= Barnabus Manchester =

UK Christian homeless charity

Barnabus is a Manchester-based Christian charity that offers support to homeless and vulnerable people through its drop-in centre. The charity has a small team of staff including support workers and around 70 volunteers.

==History==
Barnabus began in 1991, as founder Peter Green took to the streets of the city with a bag of sandwiches and a thermos flask, meeting the homeless and giving out food to those in need. In 2000 the Beacon Drop-In Centre was opened. The boxer Ricky Hatton became a patron for Barnabus in 2013. In 2014 Manchester nightclub Sankeys teamed up with Barnabus, donating unclaimed items from the club's cloakroom to the charity.

==Beacon Drop-In Centre==
The Beacon Drop-In Centre is located on Bloom Street in Manchester city centre.
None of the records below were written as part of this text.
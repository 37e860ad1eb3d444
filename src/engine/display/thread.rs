//! ### English
//! Display thread entry point and dispatch loop.
//!
//! ### 中文
//! 显示线程入口与分发循环。

use std::thread;
use std::time::Duration;

use crossbeam_channel as channel;
use tracing::{error, info};

use super::window::{DisplayWindow, WindowConfig};
use super::{DisplayBackend, DisplayEvent, EventHandler, Flow};
use crate::engine::error::{BridgeError, Result};
use crate::engine::frame::SessionState;

/// ### English
/// Name given to the display thread.
///
/// ### 中文
/// 显示线程的名称。
pub const DISPLAY_THREAD_NAME: &str = "stereo-bridge-display";

/// ### English
/// How long the loop waits for an event before pumping native messages again.
///
/// ### 中文
/// 分发循环在再次泵送原生消息前等待事件的时长。
const IDLE_PUMP_INTERVAL: Duration = Duration::from_millis(4);

/// ### English
/// Everything moved onto the display thread.
///
/// ### 中文
/// 被移动到显示线程的全部内容。
pub struct DisplayThreadInit<B: DisplayBackend> {
    pub backend: B,
    pub window: WindowConfig,
    pub events: channel::Receiver<DisplayEvent>,
}

/// ### English
/// Spawns the display thread.
///
/// The producer does not wait for initialisation: the thread moves the session from `Starting`
/// to `Running` or `Failed` on its own.
///
/// ### 中文
/// 启动显示线程。
///
/// 生产者不等待其初始化完成：线程自行将会话从 `Starting` 推进到 `Running` 或 `Failed`。
pub fn spawn_display_thread<B: DisplayBackend>(
    init: DisplayThreadInit<B>,
) -> Result<thread::JoinHandle<()>> {
    thread::Builder::new()
        .name(DISPLAY_THREAD_NAME.to_string())
        .spawn(move || run_display_thread(init))
        .map_err(|err| BridgeError::Thread(err.to_string()))
}

fn run_display_thread<B: DisplayBackend>(init: DisplayThreadInit<B>) {
    info!("display thread started");

    let DisplayThreadInit {
        mut backend,
        window: config,
        events,
    } = init;
    let ring = config.ring.clone();
    let signal = config.signal.clone();
    let source = config.source.clone();

    let mut window = match DisplayWindow::create(&mut backend, config) {
        Ok(window) => window,
        Err(err) => {
            error!(%err, "failed to initialise display resources, ending session");
            ring.advance_session(SessionState::Starting, SessionState::Failed);
            source.post_quit();
            signal.signal_displayed();
            return;
        }
    };

    window.show();
    if !ring.advance_session(SessionState::Starting, SessionState::Running) {
        info!(session = ?ring.session(), "session ended during display start-up");
        window.teardown();
        return;
    }
    info!("display thread running");

    dispatch(&mut window, &events);

    window.teardown();
    info!("display thread exiting");
}

/// ### English
/// Runs the dispatch loop until the handler asks to exit or every sender is gone.
///
/// ### 中文
/// 运行分发循环，直到处理器请求退出或所有发送端都已关闭。
fn dispatch<B: DisplayBackend>(
    window: &mut DisplayWindow<B>,
    events: &channel::Receiver<DisplayEvent>,
) {
    loop {
        window.pump_messages();
        let event = match events.recv_timeout(IDLE_PUMP_INTERVAL) {
            Ok(event) => event,
            Err(channel::RecvTimeoutError::Timeout) => continue,
            Err(channel::RecvTimeoutError::Disconnected) => return,
        };
        if window.handle(event) == Flow::Exit {
            return;
        }
        for event in events.try_iter() {
            if window.handle(event) == Flow::Exit {
                return;
            }
        }
    }
}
It is open five days and five evenings, offering food, clean clothing, blankets, hot showers and dignity/toiletry packs for the homeless community. The centre receives around 600 visits per week. Visitors are able to take part in English, maths and IT classes, as well as arts and crafts and other social and community-building activities. Basic first aid is also offered two evenings a week by voluntary nurses and paramedics.

==Street Soccer==
In 2005, Barnabus and Manchester City Mission came together to establish the Street Soccer initiative, which offered homeless men a chance to get involved in organised football activities. Today Street Soccer operates in five boroughs and has regular contact with 50 men of all ages.

==Awards and recognition==
In 2005 Barnabus received Queen Elizabeth II's "Unsung Heroes" award for Voluntary Service.